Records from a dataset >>

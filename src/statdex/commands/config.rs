use crate::commands::{CmdMessage, CmdResult};
use crate::config::{TableConfig, CONFIG_KEYS};
use crate::error::{Result, StatdexError};
use std::path::Path;

#[derive(Debug, Clone, PartialEq, Eq)]
pub enum ConfigAction {
    ShowAll,
    ShowKey(String),
    Set(String, String),
}

pub fn run(config_dir: &Path, action: ConfigAction) -> Result<CmdResult> {
    let mut config = TableConfig::load(config_dir)?;
    match action {
        ConfigAction::ShowAll => Ok(CmdResult::default().with_config(config)),
        ConfigAction::ShowKey(key) => {
            let mut result = CmdResult::default();
            match config.get(&key) {
                Some(val) => result.add_message(CmdMessage::info(val)),
                None => result.add_message(unknown_key(&key)),
            }
            Ok(result)
        }
        ConfigAction::Set(key, value) => {
            match config.set(&key, &value) {
                Ok(()) => {}
                Err(StatdexError::Config(reason)) => {
                    let mut result = CmdResult::default();
                    result.add_message(CmdMessage::error(reason));
                    return Ok(result);
                }
                Err(e) => return Err(e),
            }
            config.save(config_dir)?;

            let display_val = config.get(&key).unwrap_or(value);
            let mut result = CmdResult::default().with_config(config);
            result.add_message(CmdMessage::success(format!("{} set to {}", key, display_val)));
            Ok(result)
        }
    }
}

fn unknown_key(key: &str) -> CmdMessage {
    CmdMessage::error(format!(
        "Unknown config key: {} (expected one of: {})",
        key,
        CONFIG_KEYS.join(", ")
    ))
}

To do >>
Once more, write out all of the entries above exactly.

Task result >>
filename src/statdex/commands/config.rs
use crate::commands::{CmdMessage, CmdResult};
use crate::config::{TableConfig, CONFIG_KEYS};
use crate::error::{Result, StatdexError};
use std::path::Path;

#[derive(Debug, Clone, PartialEq, Eq)]
pub enum ConfigAction {
    ShowAll,
    ShowKey(String),
    Set(String, String),
}

pub fn run(config_dir: &Path, action: ConfigAction) -> Result<CmdResult> {
    let mut config = TableConfig::load(config_dir)?;
    match action {
        ConfigAction::ShowAll => Ok(CmdResult::default().with_config(config)),
        ConfigAction::ShowKey(key) => {
            let mut result = CmdResult::default();
            match config.get(&key) {
                Some(val) => result.add_message(CmdMessage::info(val)),
                None => result.add_message(unknown_key(&key)),
            }
            Ok(result)
        }
        ConfigAction::Set(key, value) => {
            match config.set(&key, &value) {
                Ok(()) => {}
                Err(StatdexError::Config(reason)) => {
                    let mut result = CmdResult::default();
                    result.add_message(CmdMessage::error(reason));
                    return Ok(result);
                }
                Err(e) => return Err(e),
            }
            config.save(config_dir)?;

            let display_val = config.get(&key).unwrap_or(value);
            let mut result = CmdResult::default().with_config(config);
            result.add_message(CmdMessage::success(format!("{} set to {}", key, display_val)));
            Ok(result)
        }
    }
}

fn unknown_key(key: &str) -> CmdMessage {
    CmdMessage::error(format!(
        "Unknown config key: {} (expected one of: {})",
        key,
        CONFIG_KEYS.join(", ")
    ))
}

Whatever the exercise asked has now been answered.